Choosing 512 bit prime biginteger as secret value as in RSA
Choosing TypeA curve (rbits=256,qbits=512) and setting secret value by randomly selecting from $Z_r$ value
I wanna know which one has more security strength even though I know 128 bit security can be obtained with 256 bit elliptic curve and 3072-bit RSA keys.I need some detailed explanation.
When we set rbits=256 bits, is it 256 bit elliptic curve? Or when we set qbits=256 bits, is it 256 bit elliptic curve?

• A "TypeA curve", do you mean a curve that is designed to do a so-called "Type A pairing"? Unless you actually need to do a pairing operation, selecting such a curve is silly, as it is a deliberately weak curve (compared to a random elliptic curve of the same size) – poncho Oct 5 '16 at 12:50

A Type A curve has embedding degree 2. That means via the pairing we get an homomorphism from an ECC curve of bit length k to a finite field with 2 k bits (i.e. qbits).

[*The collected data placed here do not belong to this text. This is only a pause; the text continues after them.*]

mod header;
mod lyrics_panel;
mod progress_bar;
mod transport;

pub use header::Header;
pub use lyrics_panel::LyricsPanel;
pub use progress_bar::ProgressBar;
pub use transport::Transport;

use tracing::warn;

/// Log a command the engine could not accept
fn log_send_error(result: playdeck_core::error::Result<()>) {
    if let Err(e) = result {
        warn!("Failed to send player command: {e}");
    }
}
use std::path::PathBuf;
use std::time::Duration;
use thiserror::Error;

#[derive(Debug, Error)]
pub enum CoreError {
    // Configuration errors
    #[error("Config file not found at {path}. A template has been created - please edit it with your track details and restart.")]
    ConfigNotFound { path: PathBuf },

    #[error("Invalid config: {message}")]
    ConfigInvalid { message: String },

    #[error("Missing required config field: {field}")]
    ConfigMissingField { field: String },

    #[error("Failed to parse config file: {0}")]
    ConfigParseError(#[from] toml::de::Error),

    // Lyrics errors
    #[error("Failed to parse LRC: {reason}")]
    LrcParseError { reason: String },

    // Playback errors
    #[error("Audio output error: {0}")]
    Audio(#[from] AudioError),

    #[error("Player engine is no longer running")]
    EngineStopped,

    // IO errors
    #[error("IO error: {0}")]
    IoError(#[from] std::io::Error),
}

/// Failures reported by an [`AudioOutput`](crate::audio::AudioOutput).
///
/// All of these are local and recoverable: the player keeps its previous
/// state and the user can simply try again.
#[derive(Debug, Clone, PartialEq, Eq, Error)]
pub enum AudioError {
    #[error("Audio device unavailable: {reason}")]
    DeviceUnavailable { reason: String },

    #[error("Failed to open audio source {path}: {reason}")]
    SourceUnavailable { path: PathBuf, reason: String },

    #[error("Playback failed to start: {reason}")]
    StartFailed { reason: String },

    #[error("Seek to {position:?} failed: {reason}")]
    SeekFailed { position: Duration, reason: String },

    #[error("Audio output has already been released")]
    Released,
}

pub type Result<T> = std::result::Result<T, CoreError>;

You have to compare the complexity of:

1. calculating the discrete logarithm in the EC group with k bits and without using the paring homomorphism (i.e. by a generic algorithm)
2. calculating the discrete logarithm in the finite field with 2k bits by the number field sieve.

and take the minimum of both.

The complexity of a generic ECC DL algorithm is $2^{k/2}$

The complexity of the number field sieve for a finite field with k bits is approximately
$$\lambda (k) := \exp(1.9 (k \log (2))^{1/3} \log(k \log (2))^{2/3})$$

Therefore we have to compare $2^{k/2}$ with $\lambda (2k)$.

For big values of k, surely the factorisation in the finite field is faster then the generic ECC algorithm. So let us calculate the break-even point:

$$min_k (\lambda (2 k) = 2^{k/2})$$

This gives $k \approx 65$.
From that value of k on we can calculate the running time complexity as $\lambda (2k)$

For instance, an elliptic Type A curve with 256 bits gives you a strength of 63 bits only .

Please take this result with a grain of salt, because I have omitted the $o(1)$ term.

For real cryptographic use its maybe a better idea to use the table from the NIST SP 800-57 document:

Strength  RSA modulus size
80        1024
112        2048
128        3072
192        7680
256       15360


For instance, that would have the following security implication:
In order to get a strong security (i.e. strength >100) type A curve, you need a finite field size of 2048 bits. This means your type A curve must have rbits=1024 and qbits=2048.